A laptop screen showing AI-generated code with a developer reviewing it in the background, warm office lighting, documentary photography style
Technology & People

Airbnb Says AI Writes 60% of Its New Code — And Microsoft Research Says 25% of It Gets Corrupted

Airbnb says AI writes 60% of its new code. Microsoft Research says LLMs corrupt 25% of documents in long editing sessions. Both are true. Here's what that means for developers.

AirbnbAI CodingClaude CodeAI DevelopersSoftware Engineering

Airbnb CEO Brian Chesky dropped a number on the company’s Q1 2026 earnings call that would have sounded like science fiction two years ago: 60% of Airbnb’s new code was written by AI. Not tested by AI. Not reviewed by AI. Written by AI.

The same week, Microsoft Research published a paper showing that frontier LLMs corrupt 25% of documents during long editing workflows. Both things are true. And that contradiction is the most important story in software engineering right now.

🔍 THE BOTTOM LINE

AI is writing most of the new code at one of the world’s biggest tech companies. It’s also quietly wrecking a quarter of the documents it touches. The future isn’t AI replacing developers — it’s developers learning to work with tools that are incredibly powerful and dangerously unreliable at the same time.


60% — The Number That Changed Everything

Airbnb isn’t the first company to boast about AI-written code. Google says over 30% of its new code is AI-generated. Microsoft has claimed similar numbers. Spotify said in February that its best developers hadn’t written a line of code since December, thanks to AI.

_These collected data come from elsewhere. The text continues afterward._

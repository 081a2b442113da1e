//! Artifact persistence: name the result and write it durably.
//!
//! ## Atomicity
//!
//! The artifact is written to a `.tmp` sibling and renamed into place, so
//! from the caller's perspective either the full file exists at the returned
//! path or persistence failed — a partial write is never exposed as success.
//!
//! ## Collision avoidance
//!
//! Fixed-name tools (merge → `merged.pdf`) can run many times into the same
//! documents directory. Every resolved name is uniquified with a numeric
//! suffix (`merged-1.pdf`, `merged-2.pdf`, …) before writing, so a rerun
//! never silently overwrites an earlier result the user has not retrieved.

use std::path::{Path, PathBuf};
use std::time::{SystemTime, UNIX_EPOCH};

use tracing::{debug, info};

use crate::config::NamingPolicy;
use crate::error::ProcessError;
use crate::pipeline::remote::BinaryArtifact;

/// Writes artifacts into the configured documents directory.
pub struct ArtifactStore {
    documents_dir: PathBuf,
}

impl ArtifactStore {
    pub fn new(documents_dir: impl Into<PathBuf>) -> Self {
        Self {
            documents_dir: documents_dir.into(),
        }
    }

    pub fn documents_dir(&self) -> &Path {
        &self.documents_dir
    }

    /// Persist `artifact` under the tool's naming policy.
    ///
    /// `source_name` is the first selected file's name, used by the derived
    /// policies. Returns the final path; the file at that path holds exactly
    /// the artifact's bytes.
    pub async fn persist(
        &self,
        artifact: &BinaryArtifact,
        naming: NamingPolicy,
        source_name: &str,
    ) -> Result<PathBuf, ProcessError> {
        tokio::fs::create_dir_all(&self.documents_dir)
            .await
            .map_err(|e| ProcessError::Persistence {
                path: self.documents_dir.clone(),
                source: e,
            })?;

        let name = resolve_name(naming, source_name);
        let path = unique_path(&self.documents_dir, &name);

        let tmp = path.with_extension(format!(
            "{}.tmp",
            path.extension().and_then(|e| e.to_str()).unwrap_or("bin")
        ));
        debug!("writing {} bytes to {}", artifact.bytes.len(), tmp.display());

        tokio::fs::write(&tmp, &artifact.bytes)
            .await
            .map_err(|e| ProcessError::Persistence {
                path: path.clone(),
                source: e,
            })?;

        tokio::fs::rename(&tmp, &path)
            .await
            .map_err(|e| ProcessError::Persistence {
                path: path.clone(),
                source: e,
            })?;

        info!("saved artifact to {}", path.display());
        Ok(path)
    }
}

/// Apply a naming policy to produce the base filename.
fn resolve_name(naming: NamingPolicy, source_name: &str) -> String {
    match naming {
        NamingPolicy::Fixed(name) => name.to_string(),
        NamingPolicy::DerivedPrefix(prefix) => {
            format!("{prefix}{}", sanitize(source_name))
        }
        NamingPolicy::DerivedSwapExt(ext) => {
            let base = sanitize(source_name);
            let stem = base.rsplit_once('.').map(|(s, _)| s).unwrap_or(&base);
            format!("{stem}.{ext}")
        }
        NamingPolicy::Timestamped { stem, ext } => {
            let ts = SystemTime::now()
                .duration_since(UNIX_EPOCH)
                .map(|d| d.as_secs())
                .unwrap_or(0);
            format!("{stem}-{ts}.{ext}")
        }
    }
}

/// Strip path separators a hostile picker name could smuggle in.
fn sanitize(name: &str) -> String {
    let cleaned: String = name
        .chars()
        .map(|c| if matches!(c, '/' | '\\' | '\0') { '_' } else { c })
        .collect();
    if cleaned.is_empty() {
        "file".to_string()
    } else {
        cleaned
    }
}

/// First free path for `name` in `dir`: the name itself, then `stem-1.ext`,
/// `stem-2.ext`, …
fn unique_path(dir: &Path, name: &str) -> PathBuf {
    let candidate = dir.join(name);
    if !candidate.exists() {
        return candidate;
    }

    let (stem, ext) = match name.rsplit_once('.') {
        Some((s, e)) => (s.to_string(), Some(e.to_string())),
        None => (name.to_string(), None),
    };

    for n in 1u32.. {
        let next = match &ext {
            Some(e) => dir.join(format!("{stem}-{n}.{e}")),
            None => dir.join(format!("{stem}-{n}")),
        };
        if !next.exists() {
            return next;
        }
    }
    unreachable!("u32 suffix space exhausted")
}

But Airbnb’s 60% is a step function. And Chesky wasn’t shy about what it means for headcount:

“Where you might have needed a team of 20 engineers before, an engineer can now spin up agents to do a lot of work under supervision.”

Let me translate that from CEO-speak: we don’t need 20 engineers for this anymore. One engineer with AI agents can do the work. The other 19? Their roles are being rethought, not eliminated — but the direction is clear.

Airbnb’s specific use case is telling. The company uses AI most heavily for building tools for its API partners — the property management software companies that hosts use to manage listings. These are integration tools, boilerplate-heavy, well-scoped. The kind of code that AI is genuinely good at: connecting APIs, translating data formats, generating CRUD interfaces.

Chesky also noted that Airbnb’s AI customer support bot now handles 40% of issues without human escalation, up from 33% earlier in 2026. The company is AI-first in everything from code to customer service.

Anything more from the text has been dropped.